Re: reverse zone file in external view not transferring to slaveserver??

2009-12-02 Thread Kaya Saman
Thanks guys, sorry needed some down time to recharge my batteries - am 
gona combine all answers into one lump mail :-)




Frank Pikelner wrote:
Do your bind logs give any clues as to what is going on? On the master 
make sure you have read permission and the file is being loaded. On 
the slave it should be attempting a transfer.


Frank Pikelner

On 2009-12-01, at 6:21 PM, Kaya Saman samank...@netscape.net wrote:



Unfortunately the only place I can find anything to do with Bind 
log-wise is in /var/adm/messages there is no specific /var/log/bind 
or named log like in Linux with my system or it is in such a weird place 
I haven't found it yet! I've also tried looking for it several times but 
never managed to find it.




What do you mean the Blastwave version?

I've got BIND 9.6.0-P1 running on Solaris 9 with patches that are
current as of Sept 2008... My version was, however, compiled on the
machine it is running on though. See domain hicks-net.net or
hicks-net.org... Two of my nameservers are external. I believe that
the 'external' view transfers...


Gregory,

http://www.blastwave.org/


pkg repo for Solaris/OpenSolaris, kind of similar to yum or apt-get for 
Linux.



external views transfer but just not the reverse?

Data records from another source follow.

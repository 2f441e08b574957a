//! Turn rotation, economy, and victory evaluation

use serde::{Deserialize, Serialize};

use crate::catalog::terrain::Terrain;
use crate::core::types::{Coord, FactionId, UnitId};
use crate::events::GameEvent;
use crate::state::GameState;

/// Whether the match is still being played
#[derive(Debug, Clone, Copy, PartialEq, Eq, Default, Serialize, Deserialize)]
pub enum Phase {
    #[default]
    Playing,
    GameOver,
}

/// What the active faction currently has picked out
///
/// A unit and a build tile are never selected at the same time.
#[derive(Debug, Clone, Copy, PartialEq, Eq, Default, Serialize, Deserialize)]
pub enum Selection {
    #[default]
    None,
    Unit(UnitId),
    BuildTile(Coord),
}

/// Control-flow state for the running match
#[derive(Debug, Clone, Serialize, Deserialize)]
pub struct TurnState {
    pub current_faction: FactionId,
    pub turn: u32,
    pub actions_left: u32,
    pub phase: Phase,
    pub selection: Selection,
}

impl TurnState {
    pub fn new(actions_per_turn: u32) -> Self {
        Self {
            current_faction: FactionId(1),
            turn: 1,
            actions_left: actions_per_turn,
            phase: Phase::Playing,
            selection: Selection::None,
        }
    }
}

/// Why the match ended
#[derive(Debug, Clone, Copy, PartialEq, Eq, Serialize, Deserialize)]
pub enum VictoryReason {
    #[serde(rename = "all-headquarters-captured")]
    AllHeadquartersCaptured,
    #[serde(rename = "turn-limit-score")]
    TurnLimitScore,
}

impl std::fmt::Display for VictoryReason {
    fn fmt(&self, f: &mut std::fmt::Formatter<'_>) -> std::fmt::Result {
        match self {
            VictoryReason::AllHeadquartersCaptured => write!(f, "all-headquarters-captured"),
            VictoryReason::TurnLimitScore => write!(f, "turn-limit-score"),
        }
    }
}

/// Terminal result of the match
#[derive(Debug, Clone, Copy, PartialEq, Eq, Serialize, Deserialize)]
pub struct Victory {
    pub winning_faction: FactionId,
    pub reason: VictoryReason,
}

/// Standing score used when the turn limit ends the match
///
/// Headquarters count for 100, cities 20, each unit 10, and every full
/// hundred of banked money one more point.
pub fn score(state: &GameState, faction: FactionId) -> u32 {
    let mut total = 0;
    for (_, tile) in state.board.iter() {
        if tile.owner == Some(faction) {
            match tile.terrain {
                Terrain::Hq => total += 100,
                Terrain::City => total += 20,
                _ => {}
            }
        }
    }
    total += state.units.faction_count(faction) as u32 * 10;
    total += state.money(faction) / 100;
    total
}

/// Evaluate the victory conditions against the current state
///
/// The turn limit is checked first; otherwise a faction that owns every
/// headquarters on the board wins outright. Score ties resolve to the
/// lowest faction number.
pub fn check_victory(state: &GameState) -> Option<Victory> {
    if let Some(limit) = state.config.turn_limit {
        if state.turn.turn > limit {
            let winner = (1..=state.config.factions)
                .map(FactionId)
                .max_by_key(|&f| (score(state, f), std::cmp::Reverse(f)))
                .expect("at least two factions");
            return Some(Victory {
                winning_faction: winner,
                reason: VictoryReason::TurnLimitScore,
            });
        }
    }

    let hqs = state.board.headquarters();
    if hqs.is_empty() {
        return None;
    }
    for faction in (1..=state.config.factions).map(FactionId) {
        if hqs.iter().all(|(_, owner)| *owner == Some(faction)) {
            return Some(Victory {
                winning_faction: faction,
                reason: VictoryReason::AllHeadquartersCaptured,
            });
        }
    }
    None
}

/// Run the victory check and, on a result, end the match
///
/// Idempotent once the game is over.
pub fn run_victory_check(state: &mut GameState) -> Option<Victory> {
    if state.turn.phase == Phase::GameOver {
        return None;
    }
    let victory = check_victory(state)?;
    state.turn.phase = Phase::GameOver;
    state.push_event(GameEvent::Victory {
        winning_faction: victory.winning_faction,
        reason: victory.reason,
    });
    state.log(format!(
        "Game over! Faction {} wins ({})",
        victory.winning_faction, victory.reason
    ));
    Some(victory)
}

/// Close out the active faction's turn and hand control to the next
///
/// The faction ending its turn has its units' acted flags cleared and is
/// the one paid this turn's income. Factions rotate in numeric order; the
/// turn counter ticks when control wraps back to faction 1. The new
/// faction starts with a full action pool.
pub fn end_turn(state: &mut GameState) -> String {
    let ending = state.turn.current_faction;

    for unit in state.units.iter_mut() {
        if unit.faction == ending {
            unit.has_acted = false;
        }
    }

    let income = state.config.income_per_turn;
    *state.money_mut(ending) += income;

    let next = if ending.0 >= state.config.factions {
        FactionId(1)
    } else {
        FactionId(ending.0 + 1)
    };
    state.turn.current_faction = next;
    if next == FactionId(1) {
        state.turn.turn += 1;
    }
    state.turn.actions_left = state.config.actions_per_turn;
    state.turn.selection = Selection::None;

    state.push_event(GameEvent::TurnStarted {
        faction: next,
        turn: state.turn.turn,
    });
    run_victory_check(state);

    format!(
        "Faction {}'s turn begins. Actions: {}, Money: {}",
        next,
        state.turn.actions_left,
        state.money(next)
    )
}
//! Combat resolution: damage, counter-attacks, destruction

use rand::Rng;
use serde::{Deserialize, Serialize};

use crate::catalog::terrain::Terrain;
use crate::core::types::UnitId;
use crate::movement::attackable_tiles;
use crate::state::GameState;
use crate::unit::Unit;

/// What one exchange of fire did
#[derive(Debug, Clone, Serialize, Deserialize)]
pub struct AttackReport {
    pub damage: i32,
    pub defender_destroyed: bool,
    /// Damage dealt back by the surviving defender, if it could reach
    pub counter_damage: Option<i32>,
    pub attacker_destroyed: bool,
}

/// Damage one strike deals
///
/// Attack power scales with the attacker's remaining health; the defender
/// is shielded by its own defense plus ten points per terrain defense
/// star. A uniform roll in [0, 10) keeps outcomes uneven. At least one
/// point always lands, and damage never exceeds the defender's remaining
/// health.
pub fn compute_damage<R: Rng>(
    attacker: &Unit,
    defender: &Unit,
    defender_terrain: Terrain,
    rng: &mut R,
) -> i32 {
    let effective_attack = attacker.stats().attack_power as f64 * attacker.health_fraction();
    let effective_defense =
        (defender.stats().defense + defender_terrain.defense_bonus() * 10) as f64;

    let base = (effective_attack - effective_defense) / 10.0;
    let roll: f64 = rng.gen_range(0.0..10.0);
    let damage = ((base + roll).round() as i32).max(1);

    damage.min(defender.health)
}

/// Resolve an attack between two adjacent units
///
/// The attacker strikes first. A destroyed defender never counters; a
/// surviving one automatically fires back when the attacker stands in its
/// own attackable set, and that counter can destroy the attacker.
/// Destruction removes a unit (and any cargo aboard) from board and
/// registry atomically. Action-point and acted-flag bookkeeping belong to
/// the command layer.
pub fn resolve_attack(state: &mut GameState, attacker_id: UnitId, defender_id: UnitId) -> AttackReport {
    let attacker = state
        .units
        .get(attacker_id)
        .expect("attacker vanished before resolution");
    let defender = state
        .units
        .get(defender_id)
        .expect("defender vanished before resolution");
    let defender_terrain = state
        .board
        .tile(defender.pos)
        .expect("defender off the board")
        .terrain;

    let damage = compute_damage(attacker, defender, defender_terrain, &mut state.rng);

    let defender = state.units.get_mut(defender_id).unwrap();
    defender.health -= damage;

    if defender.health <= 0 {
        state.destroy_unit(defender_id);
        return AttackReport {
            damage,
            defender_destroyed: true,
            counter_damage: None,
            attacker_destroyed: false,
        };
    }

    // Counter-attack with roles reversed
    let defender = state.units.get(defender_id).unwrap();
    let attacker = state.units.get(attacker_id).unwrap();
    let in_reach = attackable_tiles(&state.board, defender).contains(&attacker.pos);
    if !in_reach {
        return AttackReport {
            damage,
            defender_destroyed: false,
            counter_damage: None,
            attacker_destroyed: false,
        };
    }

    let attacker_terrain = state
        .board
        .tile(attacker.pos)
        .expect("attacker off the board")
        .terrain;
    let counter = compute_damage(defender, attacker, attacker_terrain, &mut state.rng);

    let attacker = state.units.get_mut(attacker_id).unwrap();
    attacker.health -= counter;
    let attacker_destroyed = attacker.health <= 0;
    if attacker_destroyed {
        state.destroy_unit(attacker_id);
    }

    AttackReport {
        damage,
        defender_destroyed: false,
        counter_damage: Some(counter),
        attacker_destroyed,
    }
}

But then since my 
network only has 1 single WAN IP I am trying to transfer everything 
internally through the intranet using local IP's and wondering if some 
issues could be there?



type master;
   allow-transfer { other.servers.ip.addresses; };
perhaps?

I tend to do
options {
   ...
   allow-transfer {none;};
   ...
};

But this wouldn't explain why all the rest can transfer and the one zone
can't.

Have you made sure that the slaved copies for the internal view and the
external view go to DIFFERENT files?  Otherwise they overwrite each
other and strange timing effects occur.

Just thoughts.


Joseph, yes definitely they are going to different files as I have 14 
different zone files 7 in each 'view' - with 13 files getting 
transferred..




I don't know if there's any way to start Bind verbosely or alternatively 
a command that will check the zone transfers?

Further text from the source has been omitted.